In this case, the word extinction refers to the extinction of desire, anger and ignorance which leads to perfect bliss, or “The Highest Perfect Joy.”

Nirvana is also known as the "unconditioned state” as opposed to the conditioned state of existence in which we find ourselves.

Nirvana is the transcendence of the cycle of Samsara. Since Nirvana transcends Samsara it’s difficult to conceive with our Samsaric mind; think of it as the ultimate “outside the box..”

The Buddhist author Walpola Rahula says of Nirvana, “The only reasonable reply is that it can never be answered completely and satisfactorily in words, because human language is too poor to express the real nature of the Absolute Truth or Ultimate Reality which is Nirvana.

Language is created and used by masses of human beings to express things and ideas experienced by their sense organs and their mind.”

The Third Noble Truth says that we can transcend Samsara, which points directly to Nirvana.


12 Links of Interdependent Origination

When Siddhartha became a Buddha he thoroughly realized that all phenomena arise as the result of cause and effect.

Each cause gives rise to an effect, which then becomes another cause, and so on in a seemingly endless cycle.


The Twelve Links represent one complete cycle of life

    Ignorance of the true nature of reality. The mind dissolving into its own fundamental state of unconsciousness.

    Mental Formations. The gradual stirring of mental activity caused by karmic energy. This activity begins the active phase of the pre-rebirth process.

    Consciousness. The ability of the mind to recognize something other than itself as an object. A sense of self arises, and phenomena are perceived as being separate from this self (self-and-other).

    Name and Form. The manifestation of the rising sense of self. “Some-thing” is perceived by "some-one."

    The Realm of the Six Senses. This consists of the six senses (Seeing, hearing, smelling, tasting, touching, thinking) as well as the objects of those senses.

    Phenomena. Contact with the phenomenal world; the contact between sensory subjects and sensory objects, a sort of “tactilesensation.

    Feeling or Sensation. Value judgment of the actual experience of contact (rough or smooth, hot or cold, etc.).

    Desire or Craving. A tremendous yearning for experience.

    Grasping or Clinging. A powerfully driven blind will to achieve physical rebirth, to manifest into some form that can have experiences.
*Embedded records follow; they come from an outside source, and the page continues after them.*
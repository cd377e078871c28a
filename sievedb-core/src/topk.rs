//! Top-K selection over accumulated scores.
//!
//! [`select_top_k`] is a quickselect: it partitions in place and only keeps
//! recursing into the parts that can still hold one of the first `limit`
//! ranks. The returned prefix is fully ordered; everything after it is left
//! in unspecified order.
//!
//! Ordering is by score first, then by a caller-supplied tie-break over
//! uids. `tie_less(a, b)` defines the ascending order of two uids with equal
//! scores; [`SortOrder::Descending`] reverses the whole order, tie-break
//! included.

use serde::{Deserialize, Serialize};

use crate::bitset::Uid;
use crate::group::ScoredUid;

/// Partitions smaller than this are insertion sorted.
const SMALL: usize = 10;
/// Distance of the compare-and-swap pre-pass before insertion sort.
const GAP: usize = 5;

/// Direction of a score ordering.
#[derive(Debug, Clone, Copy, PartialEq, Eq, Default, Serialize, Deserialize)]
#[serde(rename_all = "lowercase")]
pub enum SortOrder {
    /// Lowest score first.
    Ascending,
    /// Highest score first.
    #[default]
    Descending,
}

/// Strict "ranks ahead of" relation for one direction.
struct Ranking<'a, F> {
    order: SortOrder,
    tie_less: &'a F,
}

impl<F> Ranking<'_, F>
where
    F: Fn(Uid, Uid) -> bool,
{
    #[inline]
    fn before(&self, a: &ScoredUid, b: &ScoredUid) -> bool {
        match self.order {
            SortOrder::Ascending => {
                a.score < b.score || (a.score == b.score && (self.tie_less)(a.uid, b.uid))
            }
            SortOrder::Descending => {
                a.score > b.score || (a.score == b.score && (self.tie_less)(b.uid, a.uid))
            }
        }
    }

    fn median_of_three(&self, a: ScoredUid, b: ScoredUid, c: ScoredUid) -> ScoredUid {
        let (lo, hi) = if self.before(&b, &a) { (b, a) } else { (a, b) };
        if self.before(&c, &lo) {
            lo
        } else if self.before(&hi, &c) {
            hi
        } else {
            c
        }
    }

    fn insertion_sort(&self, gr: &mut [ScoredUid]) {
        let l = gr.len();
        if l > GAP + 1 {
            for i in 0..l - GAP {
                if self.before(&gr[i + GAP], &gr[i]) {
                    gr.swap(i, i + GAP);
                }
            }
        }
        for i in 1..l {
            let cur = gr[i];
            let mut j = i;
            while j > 0 && self.before(&cur, &gr[j - 1]) {
                gr[j] = gr[j - 1];
                j -= 1;
            }
            gr[j] = cur;
        }
    }

    /// Orders `gr` so that its first `limit` positions hold its best
    /// `limit` entries in rank order.
    fn select(&self, limit: usize, gr: &mut [ScoredUid]) {
        let l = gr.len();
        if limit == 0 || l < 2 {
            return;
        }
        if l < SMALL {
            self.insertion_sort(gr);
            return;
        }

        let pivot = self.median_of_three(gr[0], gr[l / 2], gr[l - 1]);

        // [0, lt) ahead of pivot, [lt, i) tied with it, [gt, l) behind it.
        let (mut lt, mut i, mut gt) = (0, 0, l);
        while i < gt {
            if self.before(&gr[i], &pivot) {
                gr.swap(lt, i);
                lt += 1;
                i += 1;
            } else if self.before(&pivot, &gr[i]) {
                gt -= 1;
                gr.swap(i, gt);
            } else {
                i += 1;
            }
        }

        if limit > gt {
            self.select(lt, &mut gr[..lt]);
            self.select(limit - gt, &mut gr[gt..]);
        } else {
            self.select(limit.min(lt), &mut gr[..lt]);
        }
    }
}

/// Selects the best `limit` entries in place and returns them in rank order.
///
/// Entries with a score of zero or less (or NaN) are removed from `entries`
/// first. `limit` is clamped to the number of remaining entries.
///
/// # Example
///
/// ```
/// use sievedb_core::{select_top_k, ScoredUid, SortOrder};
///
/// let mut entries = vec![
///     ScoredUid::new(1, 5.0),
///     ScoredUid::new(2, 5.0),
///     ScoredUid::new(3, 9.0),
///     ScoredUid::new(4, 0.0),
/// ];
/// // Descending reverses the tie-break too: higher uid sorts first
/// // ascending, so the lower uid wins here.
/// let top = select_top_k(&mut entries, 2, SortOrder::Descending, |a, b| a > b);
/// assert_eq!(top, &[ScoredUid::new(3, 9.0), ScoredUid::new(1, 5.0)]);
/// ```
pub fn select_top_k<F>(
    entries: &mut Vec<ScoredUid>,
    limit: usize,
    order: SortOrder,
    tie_less: F,
) -> &[ScoredUid]
where
    F: Fn(Uid, Uid) -> bool,
{
    entries.retain(|e| e.score > 0.0);
    let limit = limit.min(entries.len());
    let ranking = Ranking {
        order,
        tie_less: &tie_less,
    };
    ranking.select(limit, entries);
    &entries[..limit]
}

/// Owning variant of [`select_top_k`]: returns exactly the selected entries.
pub fn top_k<F>(
    mut entries: Vec<ScoredUid>,
    limit: usize,
    order: SortOrder,
    tie_less: F,
) -> Vec<ScoredUid>
where
    F: Fn(Uid, Uid) -> bool,
{
    let n = select_top_k(&mut entries, limit, order, tie_less).len();
    entries.truncate(n);
    entries
}

#[cfg(test)]
mod tests {
    use super::*;
    use rand::rngs::StdRng;
    use rand::{Rng, SeedableRng};

    fn s(uid: Uid, score: f64) -> ScoredUid {
        ScoredUid::new(uid, score)
    }

    fn full_sort(mut entries: Vec<ScoredUid>, order: SortOrder) -> Vec<ScoredUid> {
        entries.retain(|e| e.score > 0.0);
        entries.sort_by(|a, b| {
            let by_score = a.score.partial_cmp(&b.score).unwrap().then(a.uid.cmp(&b.uid));
            match order {
                SortOrder::Ascending => by_score,
                SortOrder::Descending => by_score.reverse(),
            }
        });
        entries
    }

    #[test]
    fn test_top3_descending_lower_uid_wins() {
        let mut entries = vec![s(1, 5.0), s(2, 5.0), s(3, 9.0), s(4, 0.0), s(5, 3.0)];
        let top = select_top_k(&mut entries, 3, SortOrder::Descending, |a, b| a > b);
        assert_eq!(top, &[s(3, 9.0), s(1, 5.0), s(2, 5.0)]);
    }

    #[test]
    fn test_tie_break_direction() {
        let entries = vec![s(1, 5.0), s(2, 5.0), s(3, 5.0)];

        let asc = top_k(entries.clone(), 3, SortOrder::Ascending, |a, b| a < b);
        assert_eq!(asc, vec![s(1, 5.0), s(2, 5.0), s(3, 5.0)]);

        let desc = top_k(entries, 3, SortOrder::Descending, |a, b| a < b);
        assert_eq!(desc, vec![s(3, 5.0), s(2, 5.0), s(1, 5.0)]);
    }

    #[test]
    fn test_limit_beyond_len_returns_all_ordered() {
        let entries = vec![s(7, 2.0), s(3, 1.0), s(9, 4.0), s(1, -1.0), s(2, 3.0)];
        let out = top_k(entries, 100, SortOrder::Ascending, |a, b| a < b);
        assert_eq!(out, vec![s(3, 1.0), s(7, 2.0), s(2, 3.0), s(9, 4.0)]);
    }

    #[test]
    fn test_limit_zero() {
        let mut entries = vec![s(1, 1.0), s(2, 2.0)];
        assert!(select_top_k(&mut entries, 0, SortOrder::Descending, |a, b| a < b).is_empty());
        assert!(top_k(Vec::new(), 5, SortOrder::Descending, |a, b| a < b).is_empty());
    }

    #[test]
    fn test_drops_non_positive_and_nan() {
        let entries = vec![s(1, 0.0), s(2, -3.0), s(3, f64::NAN), s(4, 0.5)];
        let out = top_k(entries, 10, SortOrder::Descending, |a, b| a < b);
        assert_eq!(out, vec![s(4, 0.5)]);
    }

    #[test]
    fn test_small_partition_with_prepass() {
        // Eight entries: takes the 5-apart pre-pass, then insertion sort.
        let entries: Vec<_> = [8.0, 1.0, 7.0, 2.0, 6.0, 3.0, 5.0, 4.0]
            .iter()
            .enumerate()
            .map(|(i, &score)| s(i as Uid + 1, score))
            .collect();
        let out = top_k(entries.clone(), 8, SortOrder::Ascending, |a, b| a < b);
        assert_eq!(out, full_sort(entries, SortOrder::Ascending));
    }

    #[test]
    fn test_matches_full_sort_prefix() {
        let mut rng = StdRng::seed_from_u64(0x5eed);
        for round in 0..200 {
            let n = rng.gen_range(0..300);
            let entries: Vec<_> = (0..n)
                .map(|i| s(i as Uid + 1, rng.gen_range(-5..50) as f64))
                .collect();
            let limit = rng.gen_range(0..n + 5);
            let order = if round % 2 == 0 {
                SortOrder::Ascending
            } else {
                SortOrder::Descending
            };
            let expected = full_sort(entries.clone(), order);
            let expected = &expected[..limit.min(expected.len())];

            let tie = move |a: Uid, b: Uid| a < b;
            let out = top_k(entries, limit, order, tie);
            assert_eq!(out, expected, "round {} n {} limit {}", round, n, limit);
        }
    }

    #[test]
    fn test_equivalent_entries_terminate() {
        // Tie-break that never separates anything.
        let entries: Vec<_> = (1..=100).map(|uid| s(uid, 1.0)).collect();
        let out = top_k(entries, 10, SortOrder::Descending, |_, _| false);
        assert_eq!(out.len(), 10);
        assert!(out.iter().all(|e| e.score == 1.0));
    }

    #[test]
    fn test_sort_order_serde() {
        assert_eq!(
            serde_json::to_string(&SortOrder::Ascending).unwrap(),
            "\"ascending\""
        );
        let order: SortOrder = serde_json::from_str("\"descending\"").unwrap();
        assert_eq!(order, SortOrder::Descending);
    }
}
    The Process of Becoming. The culmination of the will to exist. Abandonment of the endless nature of mind in order to give rise to the birth process.
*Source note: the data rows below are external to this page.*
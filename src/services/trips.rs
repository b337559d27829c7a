use std::sync::Arc;

use tokio::sync::RwLock;
use tracing::{debug, info};

use crate::{
    error::AppError,
    models::trip::{FieldStats, NewTrip, SortField, SortOrder, Trip, TripPatch, TripStats},
};

/// In-memory trip records in insertion order.
#[derive(Debug, Default)]
pub struct TripCollection {
    trips: Vec<Trip>,
}

impl TripCollection {
    pub fn new() -> Self {
        Self::default()
    }

    pub fn len(&self) -> usize {
        self.trips.len()
    }

    pub fn is_empty(&self) -> bool {
        self.trips.is_empty()
    }

    fn next_id(&self) -> u64 {
        self.trips.iter().map(|trip| trip.id).max().unwrap_or(0) + 1
    }

    pub fn list(&self, sort: Option<SortField>, order: SortOrder) -> Vec<Trip> {
        let mut items = self.trips.clone();
        if let Some(field) = sort {
            // sort_by is stable, so reversing the comparator keeps ties in insertion order.
            match order {
                SortOrder::Asc => items.sort_by(|a, b| field.compare(a, b)),
                SortOrder::Desc => items.sort_by(|a, b| field.compare(b, a)),
            }
        }
        items
    }

    pub fn get(&self, id: u64) -> Result<&Trip, AppError> {
        self.trips
            .iter()
            .find(|trip| trip.id == id)
            .ok_or(AppError::NotFound)
    }

    pub fn create(&mut self, input: NewTrip) -> Result<Trip, AppError> {
        let fields = input.validate()?;
        let trip = Trip::new(self.next_id(), fields);
        self.trips.push(trip.clone());
        info!(id = trip.id, destination = %trip.destination, "trip created");
        Ok(trip)
    }

    pub fn update(&mut self, id: u64, patch: TripPatch) -> Result<Trip, AppError> {
        let trip = self
            .trips
            .iter_mut()
            .find(|trip| trip.id == id)
            .ok_or(AppError::NotFound)?;
        patch.apply(trip);
        debug!(id, "trip updated");
        Ok(trip.clone())
    }

    pub fn delete(&mut self, id: u64) -> Result<Trip, AppError> {
        let index = self
            .trips
            .iter()
            .position(|trip| trip.id == id)
            .ok_or(AppError::NotFound)?;
        let removed = self.trips.remove(index);
        info!(id, remaining = self.trips.len(), "trip deleted");
        Ok(removed)
    }

    pub fn stats(&self) -> Result<TripStats, AppError> {
        if self.trips.is_empty() {
            return Err(AppError::NoData);
        }

        let days: Vec<i64> = self.trips.iter().map(|trip| trip.days).collect();
        let prices: Vec<f64> = self.trips.iter().map(|trip| trip.price).collect();
        let ratings: Vec<f64> = self.trips.iter().map(|trip| trip.rating).collect();

        Ok(TripStats {
            days: FieldStats {
                min: days.iter().copied().min().unwrap_or_default(),
                max: days.iter().copied().max().unwrap_or_default(),
                avg: average(days.iter().map(|&value| value as f64)),
            },
            price: float_stats(&prices),
            rating: float_stats(&ratings),
        })
    }
}

fn float_stats(values: &[f64]) -> FieldStats<f64> {
    FieldStats {
        min: values.iter().copied().fold(f64::INFINITY, f64::min),
        max: values.iter().copied().fold(f64::NEG_INFINITY, f64::max),
        avg: average(values.iter().copied()),
    }
}

fn average(values: impl ExactSizeIterator<Item = f64>) -> f64 {
    let count = values.len();
    if count == 0 {
        return 0.0;
    }
    round2(values.sum::<f64>() / count as f64)
}

/// Half-way cases go to the even digit.
fn round2(value: f64) -> f64 {
    (value * 100.0).round_ties_even() / 100.0
}

/// Shared handle to one collection. Each method holds the lock for a single operation.
#[derive(Clone, Default)]
pub struct TripStore {
    inner: Arc<RwLock<TripCollection>>,
}

impl TripStore {
    pub fn new() -> Self {
        Self::default()
    }

    pub async fn list(&self, sort: Option<SortField>, order: SortOrder) -> Vec<Trip> {
        self.inner.read().await.list(sort, order)
    }

    pub async fn get(&self, id: u64) -> Result<Trip, AppError> {
        self.inner.read().await.get(id).cloned()
    }

    pub async fn create(&self, input: NewTrip) -> Result<Trip, AppError> {
        self.inner.write().await.create(input)
    }

    pub async fn update(&self, id: u64, patch: TripPatch) -> Result<Trip, AppError> {
        self.inner.write().await.update(id, patch)
    }

    pub async fn delete(&self, id: u64) -> Result<Trip, AppError> {
        self.inner.write().await.delete(id)
    }

    pub async fn stats(&self) -> Result<TripStats, AppError> {
        self.inner.read().await.stats()
    }

    pub async fn len(&self) -> usize {
        self.inner.read().await.len()
    }
}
    Rebirth. The physical process of birth.

    Suffering, Aging, illness and Death. The consequences of rebirth into Samsara, the conditioned realm in which we exist.


The Buddha, beginning with the reality of Samsaric existence, traced the rebirth process back to fundamental ignorance. Suffering is dependent on Rebirth, Rebirth is dependent on the Process of Becoming, etc.


The Five Aggregates

These are the five causally conditioned elements of existence which produce the deluded sense of a separate self which exists apart from all other phenomena. They are also thought of as the elements which comprise a "personality," a so-called "permanent self."
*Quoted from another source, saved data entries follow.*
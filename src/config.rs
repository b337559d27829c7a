use std::{env, net::SocketAddr};

use crate::error::AppError;

pub const DEFAULT_SECRET_KEY: &str = "dev-key";
const DEFAULT_LISTEN_ADDR: &str = "127.0.0.1:5000";

#[derive(Debug, Clone)]
pub struct AppConfig {
    pub listen_addr: SocketAddr,
    pub secret_key: String,
}

impl AppConfig {
    pub fn from_env() -> Result<Self, AppError> {
        Self::from_vars(
            env::var("APP_LISTEN_ADDR").ok(),
            env::var("SECRET_KEY").ok(),
        )
    }

    fn from_vars(
        listen_addr: Option<String>,
        secret_key: Option<String>,
    ) -> Result<Self, AppError> {
        let listen_addr: SocketAddr = listen_addr
            .as_deref()
            .unwrap_or(DEFAULT_LISTEN_ADDR)
            .parse()
            .map_err(|err| AppError::Config(format!("invalid APP_LISTEN_ADDR: {err}")))?;

        let secret_key = secret_key.unwrap_or_else(|| DEFAULT_SECRET_KEY.to_string());

        Ok(Self {
            listen_addr,
            secret_key,
        })
    }

    pub fn uses_default_secret(&self) -> bool {
        self.secret_key == DEFAULT_SECRET_KEY
    }
}

impl Default for AppConfig {
    fn default() -> Self {
        Self {
            listen_addr: SocketAddr::from(([127, 0, 0, 1], 5000)),
            secret_key: DEFAULT_SECRET_KEY.to_string(),
        }
    }
}

#[cfg(test)]
mod tests {
    use super::*;

    #[test]
    fn defaults_apply_when_unset() {
        let config = AppConfig::from_vars(None, None).unwrap();
        assert_eq!(config.listen_addr, "127.0.0.1:5000".parse().unwrap());
        assert_eq!(config.secret_key, "dev-key");
        assert!(config.uses_default_secret());
    }

    #[test]
    fn explicit_values_win() {
        let config =
            AppConfig::from_vars(Some("0.0.0.0:8080".into()), Some("s3cret".into())).unwrap();
        assert_eq!(config.listen_addr.port(), 8080);
        assert!(!config.uses_default_secret());
    }

    #[test]
    fn bad_listen_addr_is_a_config_error() {
        let err = AppConfig::from_vars(Some("nowhere".into()), None).unwrap_err();
        assert!(matches!(err, AppError::Config(_)));
    }
}
use axum::{
    http::StatusCode,
    response::{IntoResponse, Response},
    Json,
};
use serde_json::json;
use thiserror::Error;
use tracing::error;

#[derive(Debug, Error)]
pub enum AppError {
    #[error("config error: {0}")]
    Config(String),
    #[error(transparent)]
    Io(#[from] std::io::Error),
    #[error(transparent)]
    Other(#[from] anyhow::Error),
    #[error("missing field: {0}")]
    MissingField(&'static str),
    #[error("invalid value for field: {0}")]
    InvalidField(&'static str),
    #[error("malformed request: {0}")]
    MalformedRequest(String),
    #[error("trip not found")]
    NotFound,
    #[error("no data")]
    NoData,
}

impl AppError {
    pub fn status(&self) -> StatusCode {
        match self {
            AppError::Config(_) | AppError::Io(_) | AppError::Other(_) => {
                StatusCode::INTERNAL_SERVER_ERROR
            }
            AppError::MissingField(_)
            | AppError::InvalidField(_)
            | AppError::MalformedRequest(_)
            | AppError::NoData => StatusCode::BAD_REQUEST,
            AppError::NotFound => StatusCode::NOT_FOUND,
        }
    }
}

impl IntoResponse for AppError {
    fn into_response(self) -> Response {
        let status = self.status();
        if status.is_server_error() {
            error!("request failed: {self:?}");
        }

        (status, Json(json!({ "error": self.to_string() }))).into_response()
    }
}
The Aggregates are all subject to the Three Characteristics of Existence, namely Impermanence, Suffering and Non-Ego (no-self).

The Aggregates are:


    Form. A “something-or-other” that is perceived by the senses.

    Feeling. A sensation of form which may be pleasant, unpleasant or neutral.

    Perception or Discrimination. Our identification of this “whatever-it-is” as being some kind of “thing” that isn’t some other “thing.”

    Mental Formations. 52 separate impulses which include emotions, mental states or intentions which come before an action. These things are usually manifested through bodily actions, speech or thought.

    Consciousness. Awareness of both an experience and something which is experienced. In effect, the Five Aggregates are the process of our samsaric life.


Emptiness

This commonly misunderstood term refers to the fact that all phenomena are "empty of" (do not have) a totally discrete existence apart from all other phenomena.

The teaching of interconnectedness, interdependence and interrelatedness.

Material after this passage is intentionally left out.